Il Capitolato Informativo è un documento chiave nella gestione informativa digitale per le stazioni appaltanti, rischia però di essere banalizzato e disconnesso dai processi decisionali complessi richiesti dalla digitalizzazione moderna e perdere così di efficacia.
Verso un Capitolato Informativo Dinamico: necessità di personalizzazione e integrazione nei contratti pubblici
Il Capitolato Informativo rappresenta, in termini di adempimento agli obblighi legislativi in materia di Gestione Informativa Digitale, una delle maggiori preoccupazioni delle stazioni appaltanti e degli enti concedenti, assieme all’acquisizione dell’Ambiente di Condivisione dei Dati e al reclutamento di profili professionali dedicati (e certificati).
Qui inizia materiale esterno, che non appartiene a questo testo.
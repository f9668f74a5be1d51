//! # Mapping Module
//!
//! Entity descriptors, naming strategies and the persistent metamodel.
//!
//! ## How a Type Becomes Mappable
//! ```text
//! ┌─────────────────────────────────────────────────────────────────────────┐
//! │                                                                         │
//! │  #[derive(Serialize, Deserialize)]                                     │
//! │  struct User { id: Option<i64>, user_name: String }                    │
//! │       │                                                                 │
//! │       │  impl Entity for User                                          │
//! │       │  ├── descriptor() ──► static EntityDescriptor                  │
//! │       │  ├── id()          ──► Option<i64>                             │
//! │       │  └── as_auditable() (optional capability)                      │
//! │       ▼                                                                 │
//! │  PersistentEntity::build::<User>(strategy)                             │
//! │       │                                                                 │
//! │       ▼                                                                 │
//! │  table, id property, columns, named queries                            │
//! └─────────────────────────────────────────────────────────────────────────┘
//! ```

pub mod descriptor;
pub mod entity;
pub mod naming;

pub use descriptor::{EntityDescriptor, NamedQueryDescriptor, PropertyDescriptor};
pub use entity::{PersistentEntity, PersistentProperty};
pub use naming::{
    CamelCaseSplittingFieldNamingStrategy, FieldNamingStrategy, PropertyNameFieldNamingStrategy,
    SnakeCaseFieldNamingStrategy,
};

use std::fmt;

use serde::de::DeserializeOwned;
use serde::Serialize;

use crate::audit::Auditable;

/// A type that can be persisted through a repository.
///
/// Entities travel to and from the statement engine as JSON values, so the
/// serde representation must use the property names of the descriptor.
pub trait Entity: Serialize + DeserializeOwned + Send + Sync + 'static {
    /// Primary key type.
    type Id: Serialize + Clone + fmt::Debug + Send + Sync;

    /// The static mapping table of this type.
    fn descriptor() -> &'static EntityDescriptor;

    /// Current identity value, `None` while unsaved.
    fn id(&self) -> Option<Self::Id>;

    /// Whether `save` should insert rather than update.
    fn is_new(&self) -> bool {
        self.id().is_none()
    }

    /// Audit capability query. Entities without audit columns keep the
    /// default and are never stamped.
    fn as_auditable(&mut self) -> Option<&mut dyn Auditable> {
        None
    }
}
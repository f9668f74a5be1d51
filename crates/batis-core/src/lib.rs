//! # batis-core: Pure Mapping Model for batis
//!
//! This crate holds everything the mapping layer can decide without touching
//! a database: SQL segments, dialect syntax, entity descriptors and the
//! persistent metamodel built from them, plus paging and audit types.
//!
//! ## Architecture Position
//! ```text
//! ┌─────────────────────────────────────────────────────────────────────────┐
//! │                          batis Architecture                             │
//! │                                                                         │
//! │  ┌─────────────────────────────────────────────────────────────────┐   │
//! │  │                    Application code                             │   │
//! │  │        repository.save(..) / find_page(..) / delete(..)        │   │
//! │  └─────────────────────────────┬───────────────────────────────────┘   │
//! │                                │                                        │
//! │  ┌─────────────────────────────▼───────────────────────────────────┐   │
//! │  │                batis-db (I/O layer)                             │   │
//! │  │   dialect resolver, mapping context, statement generator,      │   │
//! │  │   repository support, sqlx data source                         │   │
//! │  └─────────────────────────────┬───────────────────────────────────┘   │
//! │                                │                                        │
//! │  ┌─────────────────────────────▼───────────────────────────────────┐   │
//! │  │               ★ batis-core (THIS CRATE) ★                       │   │
//! │  │                                                                 │   │
//! │  │   ┌───────────┐  ┌───────────┐  ┌───────────┐  ┌───────────┐  │   │
//! │  │   │  segment  │  │  dialect  │  │  mapping  │  │  domain   │  │   │
//! │  │   │    Sql    │  │  quoting  │  │ Persistent│  │   Sort    │  │   │
//! │  │   │  Method   │  │  paging   │  │  Entity   │  │   Page    │  │   │
//! │  │   └───────────┘  └───────────┘  └───────────┘  └───────────┘  │   │
//! │  │                                                                 │   │
//! │  │   NO I/O • NO DATABASE • NO ASYNC                              │   │
//! │  └─────────────────────────────────────────────────────────────────┘   │
//! └─────────────────────────────────────────────────────────────────────────┘
//! ```
//!
//! ## Modules
//!
//! - [`segment`] - SQL literals and method-invocation placeholders
//! - [`dialect`] - Per-database quoting and paging syntax
//! - [`mapping`] - Entity descriptors, naming strategies, metamodel
//! - [`domain`] - Sort, Pageable and Page
//! - [`audit`] - Optional audit capability of entities
//! - [`error`] - Metamodel error types
//!
//! ## Example Usage
//!
//! ```rust
//! use batis_core::mapping::{Entity, EntityDescriptor, PersistentEntity, PropertyDescriptor};
//! use batis_core::mapping::naming::SNAKE_CASE;
//! use serde::{Deserialize, Serialize};
//!
//! #[derive(Serialize, Deserialize)]
//! #[serde(rename_all = "camelCase")]
//! struct UserAccount {
//!     id: Option<i64>,
//!     user_name: String,
//! }
//!
//! static USER_ACCOUNT: EntityDescriptor = EntityDescriptor::new(&[
//!     PropertyDescriptor::id("id", "i64"),
//!     PropertyDescriptor::new("userName", "String"),
//! ]);
//!
//! impl Entity for UserAccount {
//!     type Id = i64;
//!
//!     fn descriptor() -> &'static EntityDescriptor {
//!         &USER_ACCOUNT
//!     }
//!
//!     fn id(&self) -> Option<i64> {
//!         self.id
//!     }
//! }
//!
//! let entity = PersistentEntity::build::<UserAccount>(&SNAKE_CASE).unwrap();
//! assert_eq!(entity.table(), "user_account");
//! assert_eq!(entity.column_of("userName"), Some("user_name"));
//! ```

// =============================================================================
// Module Declarations
// =============================================================================

pub mod audit;
pub mod dialect;
pub mod domain;
pub mod error;
pub mod mapping;
pub mod segment;

// =============================================================================
// Re-exports for Convenience
// =============================================================================

pub use audit::{Auditable, AuditorAware, AuditorId, FixedAuditor};
pub use dialect::Dialect;
pub use domain::{Direction, NullHandling, Order, Page, Pageable, Sort};
pub use error::{CoreError, CoreResult};
pub use mapping::{Entity, EntityDescriptor, PersistentEntity, PersistentProperty};
pub use segment::{MethodInvocation, Segment, Segments, Sql};
//! Binding manager configuration.

use std::num::NonZeroUsize;

use serde::Deserialize;

use crate::error::Result;

/// Initial settings for a [`BindingManager`](crate::BindingManager).
///
/// ```toml
/// locale = "en_GB"
/// platform = "gtk"
/// cache_capacity = 32
/// ```
#[derive(Debug, Clone, Default, PartialEq, Eq, Deserialize)]
#[serde(default, deny_unknown_fields)]
pub struct BindingManagerConfig {
	/// Locale such as `en_GB`. Defaults to the process locale.
	pub locale: Option<String>,
	/// Platform such as `gtk`. Defaults to the operating system name.
	pub platform: Option<String>,
	/// Maximum number of cached resolutions. Unbounded when absent.
	pub cache_capacity: Option<NonZeroUsize>,
}

impl BindingManagerConfig {
	/// Parses a configuration from TOML text.
	///
	/// # Errors
	///
	/// Returns [`Error::Config`](crate::Error::Config) on malformed TOML or unknown keys.
	pub fn from_toml_str(text: &str) -> Result<Self> {
		Ok(toml::from_str(text)?)
	}

	pub(crate) fn initial_locale(&self) -> String {
		self.locale.clone().unwrap_or_else(default_locale)
	}

	pub(crate) fn initial_platform(&self) -> String {
		self.platform.clone().unwrap_or_else(default_platform)
	}
}

/// Process locale from `LC_ALL`, `LC_MESSAGES` or `LANG`, in that order.
///
/// Empty when none is set or the locale is `C`/`POSIX`.
pub fn default_locale() -> String {
	["LC_ALL", "LC_MESSAGES", "LANG"]
		.into_iter()
		.filter_map(|var| std::env::var(var).ok())
		.find(|value| !value.is_empty())
		.map(|value| locale_from_env(&value))
		.unwrap_or_default()
}

pub fn default_platform() -> String {
	std::env::consts::OS.to_string()
}

/// Strips the encoding and modifier from a POSIX locale: `en_US.UTF-8@euro` becomes `en_US`.
fn locale_from_env(value: &str) -> String {
	let locale = value.split(['.', '@']).next().unwrap_or_default().replace('-', "_");
	match locale.as_str() {
		"C" | "POSIX" => String::new(),
		_ => locale,
	}
}
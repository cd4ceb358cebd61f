//! Well-known context identifiers.
//!
//! Contexts descending from these markers are only eligible for binding
//! resolution while the corresponding marker context is itself active.

/// Active while a dialog has focus.
pub const DIALOG: &str = "dialog";

/// Active while a top-level window has focus.
pub const WINDOW: &str = "window";

/// Parent of both [`DIALOG`] and [`WINDOW`]; satisfied by either one.
pub const DIALOG_AND_WINDOW: &str = "dialogAndWindow";
use std::fmt;
use std::sync::Arc;

use bindery_trigger::TriggerSequence;

use crate::error::{Error, Result};

/// Who contributed a binding. User bindings take precedence over system ones.
#[derive(Debug, Clone, Copy, PartialEq, Eq, Hash, PartialOrd, Ord, Default)]
pub enum BindingType {
	#[default]
	System,
	User,
}

/// Association of a trigger sequence with a command under specific conditions.
///
/// Bindings are plain values: equality, hashing and ordering cover every field.
/// A binding without a command is an unbinding; it suppresses lower priority
/// bindings on the same trigger instead of assigning a command.
#[derive(Clone, PartialEq, Eq, Hash, PartialOrd, Ord)]
pub struct Binding {
	trigger: TriggerSequence,
	command_id: Option<Arc<str>>,
	scheme_id: Arc<str>,
	context_id: Arc<str>,
	locale: Option<Arc<str>>,
	platform: Option<Arc<str>>,
	kind: BindingType,
}

impl Binding {
	/// Creates a system binding valid for every locale and platform.
	///
	/// # Errors
	///
	/// Returns [`Error::InvalidBinding`] if the scheme or context id is empty.
	pub fn new(trigger: TriggerSequence, command_id: Option<&str>, scheme_id: &str, context_id: &str) -> Result<Self> {
		if scheme_id.is_empty() {
			return Err(Error::InvalidBinding("scheme id must not be empty"));
		}
		if context_id.is_empty() {
			return Err(Error::InvalidBinding("context id must not be empty"));
		}

		Ok(Self {
			trigger,
			command_id: command_id.map(Arc::from),
			scheme_id: Arc::from(scheme_id),
			context_id: Arc::from(context_id),
			locale: None,
			platform: None,
			kind: BindingType::System,
		})
	}

	/// Like [`Binding::new`], parsing the trigger from text such as `"ctrl+k ctrl+c"`.
	pub fn parse(trigger: &str, command_id: Option<&str>, scheme_id: &str, context_id: &str) -> Result<Self> {
		Self::new(TriggerSequence::parse(trigger)?, command_id, scheme_id, context_id)
	}

	pub fn with_locale(mut self, locale: Option<&str>) -> Self {
		self.locale = locale.map(Arc::from);
		self
	}

	pub fn with_platform(mut self, platform: Option<&str>) -> Self {
		self.platform = platform.map(Arc::from);
		self
	}

	pub fn with_type(mut self, kind: BindingType) -> Self {
		self.kind = kind;
		self
	}

	pub fn trigger(&self) -> &TriggerSequence {
		&self.trigger
	}

	/// The bound command, or `None` for an unbinding.
	pub fn command_id(&self) -> Option<&Arc<str>> {
		self.command_id.as_ref()
	}

	pub fn scheme_id(&self) -> &str {
		&self.scheme_id
	}

	pub fn context_id(&self) -> &str {
		&self.context_id
	}

	pub fn locale(&self) -> Option<&str> {
		self.locale.as_deref()
	}

	pub fn platform(&self) -> Option<&str> {
		self.platform.as_deref()
	}

	pub fn kind(&self) -> BindingType {
		self.kind
	}

	pub fn is_unbinding(&self) -> bool {
		self.command_id.is_none()
	}
}

impl fmt::Debug for Binding {
	fn fmt(&self, f: &mut fmt::Formatter<'_>) -> fmt::Result {
		write!(
			f,
			"Binding({} -> {}, scheme={}, context={}, locale={:?}, platform={:?}, {:?})",
			self.trigger,
			self.command_id.as_deref().unwrap_or("<unbound>"),
			self.scheme_id,
			self.context_id,
			self.locale,
			self.platform,
			self.kind,
		)
	}
}

/// Selects bindings for [`BindingManager::remove_bindings`](crate::BindingManager::remove_bindings).
///
/// Every field must equal the binding's field for the binding to be removed;
/// the command id is not consulted.
#[derive(Debug, Clone, PartialEq, Eq)]
pub struct BindingFilter {
	pub trigger: TriggerSequence,
	pub scheme_id: Arc<str>,
	pub context_id: Arc<str>,
	pub locale: Option<Arc<str>>,
	pub platform: Option<Arc<str>>,
	pub kind: BindingType,
}

impl BindingFilter {
	pub fn matches(&self, binding: &Binding) -> bool {
		binding.trigger == self.trigger
			&& binding.scheme_id == self.scheme_id
			&& binding.context_id == self.context_id
			&& binding.locale == self.locale
			&& binding.platform == self.platform
			&& binding.kind == self.kind
	}
}

impl From<&Binding> for BindingFilter {
	fn from(binding: &Binding) -> Self {
		Self {
			trigger: binding.trigger.clone(),
			scheme_id: Arc::clone(&binding.scheme_id),
			context_id: Arc::clone(&binding.context_id),
			locale: binding.locale.clone(),
			platform: binding.platform.clone(),
			kind: binding.kind,
		}
	}
}
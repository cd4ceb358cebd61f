//! Memoized resolutions keyed by the state that determines them.

use std::num::NonZeroUsize;
use std::sync::{Arc, OnceLock};

use lru::LruCache;

use crate::binding::Binding;
use crate::context_tree::ContextTree;
use crate::fallback::Chain;
use crate::resolve::{ResolveInput, ResolvedBindings, resolve};

/// Everything besides the binding set that influences a resolution.
///
/// The locale and platform chains always end in the unset entry. The scheme
/// chain is empty while no scheme is active; such a key is valid and resolves
/// to an empty set because no binding's scheme can match.
#[derive(Debug, Clone, PartialEq, Eq, Hash)]
pub struct CacheKey {
	pub context_tree: ContextTree,
	pub locales: Chain,
	pub platforms: Chain,
	pub schemes: Chain,
}

impl CacheKey {
	fn input(&self) -> ResolveInput<'_> {
		ResolveInput {
			tree: &self.context_tree,
			locales: &self.locales,
			platforms: &self.platforms,
			schemes: &self.schemes,
		}
	}
}

/// A cache key with its resolution, computed on first use.
#[derive(Debug)]
pub struct CachedBindingSet {
	key: CacheKey,
	resolved: OnceLock<Arc<ResolvedBindings>>,
}

impl CachedBindingSet {
	fn new(key: CacheKey) -> Self {
		Self {
			key,
			resolved: OnceLock::new(),
		}
	}

	pub fn key(&self) -> &CacheKey {
		&self.key
	}

	/// Returns the resolution, computing it from `bindings` the first time.
	///
	/// Later calls return the same instance regardless of `bindings`; the owning
	/// cache must be cleared whenever the binding set changes.
	pub fn resolve<'b>(&self, bindings: impl IntoIterator<Item = &'b Binding>) -> Arc<ResolvedBindings> {
		Arc::clone(self.resolved.get_or_init(|| Arc::new(resolve(bindings, &self.key.input()))))
	}

	pub fn is_resolved(&self) -> bool {
		self.resolved.get().is_some()
	}
}

/// Map from cache key to cached resolution.
///
/// Unbounded unless a capacity is given, in which case the least recently used
/// entry is evicted. Eviction only costs a recomputation.
#[derive(Debug)]
pub struct BindingCache {
	entries: LruCache<CacheKey, Arc<CachedBindingSet>>,
}

impl BindingCache {
	pub fn new(capacity: Option<NonZeroUsize>) -> Self {
		let entries = match capacity {
			Some(capacity) => LruCache::new(capacity),
			None => LruCache::unbounded(),
		};
		Self { entries }
	}

	/// Returns the entry for `key`, inserting an unresolved one if absent.
	pub fn entry(&mut self, key: CacheKey) -> Arc<CachedBindingSet> {
		if let Some(existing) = self.entries.get(&key) {
			return Arc::clone(existing);
		}
		let set = Arc::new(CachedBindingSet::new(key.clone()));
		self.entries.put(key, Arc::clone(&set));
		set
	}

	pub fn clear(&mut self) {
		self.entries.clear();
	}

	pub fn len(&self) -> usize {
		self.entries.len()
	}

	pub fn is_empty(&self) -> bool {
		self.entries.is_empty()
	}
}

impl Default for BindingCache {
	fn default() -> Self {
		Self::new(None)
	}
}

#[cfg(test)]
mod tests {
	use super::*;
	use crate::fallback::{expand_locale, expand_platform};

	fn key(locale: &str) -> CacheKey {
		CacheKey {
			context_tree: ContextTree::default(),
			locales: expand_locale(locale),
			platforms: expand_platform("gtk"),
			schemes: Chain::from_iter([Some(Arc::from("default"))]),
		}
	}

	#[test]
	fn equal_keys_share_an_entry() {
		let mut cache = BindingCache::default();
		let first = cache.entry(key("en"));
		let second = cache.entry(key("en"));
		assert!(Arc::ptr_eq(&first, &second));
		assert_eq!(cache.len(), 1);
		assert!(!Arc::ptr_eq(&first, &cache.entry(key("de"))));
	}

	#[test]
	fn resolution_is_computed_once() {
		let mut cache = BindingCache::default();
		let set = cache.entry(key("en"));
		assert!(!set.is_resolved());
		let first = set.resolve(std::iter::empty());
		let binding = Binding::parse("ctrl+1", Some("cmd"), "default", "window").unwrap();
		let second = set.resolve([&binding]);
		assert!(set.is_resolved());
		assert!(Arc::ptr_eq(&first, &second));
	}

	#[test]
	fn bounded_cache_evicts_least_recently_used() {
		let mut cache = BindingCache::new(NonZeroUsize::new(2));
		let en = cache.entry(key("en"));
		cache.entry(key("de"));
		cache.entry(key("en"));
		cache.entry(key("fr"));
		assert_eq!(cache.len(), 2);
		assert!(Arc::ptr_eq(&en, &cache.entry(key("en"))));
		assert_eq!(cache.len(), 2);
	}

	#[test]
	fn empty_scheme_chain_resolves_nothing() {
		let contexts = bindery_context::ContextManager::new();
		contexts.define("window", "Window", None, None);
		let mut inactive = key("en");
		inactive.context_tree = ContextTree::build(&contexts, [Arc::<str>::from("window")]);
		let active = inactive.clone();
		inactive.schemes = Chain::new();

		let binding = Binding::parse("ctrl+1", Some("cmd"), "default", "window").unwrap();
		let mut cache = BindingCache::default();
		assert!(cache.entry(inactive).resolve([&binding]).is_empty());
		assert_eq!(cache.entry(active).resolve([&binding]).len(), 1);
		assert_eq!(cache.len(), 2);
	}

	#[test]
	fn clear_drops_entries() {
		let mut cache = BindingCache::default();
		let before = cache.entry(key("en"));
		cache.clear();
		assert!(cache.is_empty());
		assert!(!Arc::ptr_eq(&before, &cache.entry(key("en"))));
	}
}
La dizione di Capitolato Informativo costituisce la interpretazione a livello nazionale di ciò che attualmente sono definiti Exchange Information Requirements (EIR), ovvero sia requisiti informativi di scambio di dati e di informazioni.
Del Capitolato Informativo, inteso come documento formale, esiste ormai una struttura consolidata, articolata sostanzialmente in tre elementi, sia pure con variazioni:
- organizzativo,
- gestionale,
- tecnico.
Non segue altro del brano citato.